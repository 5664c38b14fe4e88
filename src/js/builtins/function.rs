//! js::builtins::function
//!
//! `Function.prototype`: `call`, `apply`, `bind`, `toString`.

use super::{arg, define_constructor};
use crate::js::interp::Interpreter;
use crate::js::value::{native_fn, sync_fn, Value};

pub fn install(interp: &Interpreter) {
    let proto = interp.realm().function_proto.clone();
    define_constructor(
        interp,
        "Function",
        sync_fn(|interp, _, _| {
            Err(interp.error(
                crate::js::error::ErrorKind::Error,
                "Code generation from strings is not supported",
            ))
        }),
        &proto,
    );

    interp.define_method(
        &proto,
        "call",
        native_fn(|interp, this, args| {
            Box::pin(async move {
                let mut args = args.into_iter();
                let receiver = args.next().unwrap_or_default();
                interp.call(&this, receiver, args.collect()).await
            })
        }),
    );
    interp.define_method(
        &proto,
        "apply",
        native_fn(|interp, this, args| {
            Box::pin(async move {
                let list = match arg(&args, 1) {
                    Value::Undefined | Value::Null => Vec::new(),
                    list => interp.iterate(&list).await?,
                };
                interp.call(&this, arg(&args, 0), list).await
            })
        }),
    );
    interp.define_method(
        &proto,
        "bind",
        sync_fn(|interp, this, args| {
            if !this.is_callable() {
                return Err(interp.type_error("Bind must be called on a function"));
            }
            let name = this
                .as_object()
                .and_then(|f| f.function_name())
                .unwrap_or_default();
            let mut args = args.into_iter();
            let receiver = args.next().unwrap_or_default();
            let bound: Vec<Value> = args.collect();
            let target = this.clone();
            let call = native_fn(move |interp, _, args| {
                let target = target.clone();
                let receiver = receiver.clone();
                let mut full = bound.clone();
                full.extend(args);
                Box::pin(async move { interp.call(&target, receiver, full).await })
            });
            Ok(Value::from(interp.new_function(&format!("bound {name}"), call)))
        }),
    );
    interp.define_method(
        &proto,
        "toString",
        sync_fn(|_, this, _| Ok(Value::from(this.to_display_string()))),
    );
}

** Your task **
The whole of the material above should be written out again, exactly.

** Answer to this exercise **
repository 5664c38b14fe4e88
filename src/js/builtins/function.rs
//! js::builtins::function
//!
//! `Function.prototype`: `call`, `apply`, `bind`, `toString`.

use super::{arg, define_constructor};
use crate::js::interp::Interpreter;
use crate::js::value::{native_fn, sync_fn, Value};

pub fn install(interp: &Interpreter) {
    let proto = interp.realm().function_proto.clone();
    define_constructor(
        interp,
        "Function",
        sync_fn(|interp, _, _| {
            Err(interp.error(
                crate::js::error::ErrorKind::Error,
                "Code generation from strings is not supported",
            ))
        }),
        &proto,
    );

    interp.define_method(
        &proto,
        "call",
        native_fn(|interp, this, args| {
            Box::pin(async move {
                let mut args = args.into_iter();
                let receiver = args.next().unwrap_or_default();
                interp.call(&this, receiver, args.collect()).await
            })
        }),
    );
    interp.define_method(
        &proto,
        "apply",
        native_fn(|interp, this, args| {
            Box::pin(async move {
                let list = match arg(&args, 1) {
                    Value::Undefined | Value::Null => Vec::new(),
                    list => interp.iterate(&list).await?,
                };
                interp.call(&this, arg(&args, 0), list).await
            })
        }),
    );
    interp.define_method(
        &proto,
        "bind",
        sync_fn(|interp, this, args| {
            if !this.is_callable() {
                return Err(interp.type_error("Bind must be called on a function"));
            }
            let name = this
                .as_object()
                .and_then(|f| f.function_name())
                .unwrap_or_default();
            let mut args = args.into_iter();
            let receiver = args.next().unwrap_or_default();
            let bound: Vec<Value> = args.collect();
            let target = this.clone();
            let call = native_fn(move |interp, _, args| {
                let target = target.clone();
                let receiver = receiver.clone();
                let mut full = bound.clone();
                full.extend(args);
                Box::pin(async move { interp.call(&target, receiver, full).await })
            });
            Ok(Value::from(interp.new_function(&format!("bound {name}"), call)))
        }),
    );
    interp.define_method(
        &proto,
        "toString",
        sync_fn(|_, this, _| Ok(Value::from(this.to_display_string()))),
    );
}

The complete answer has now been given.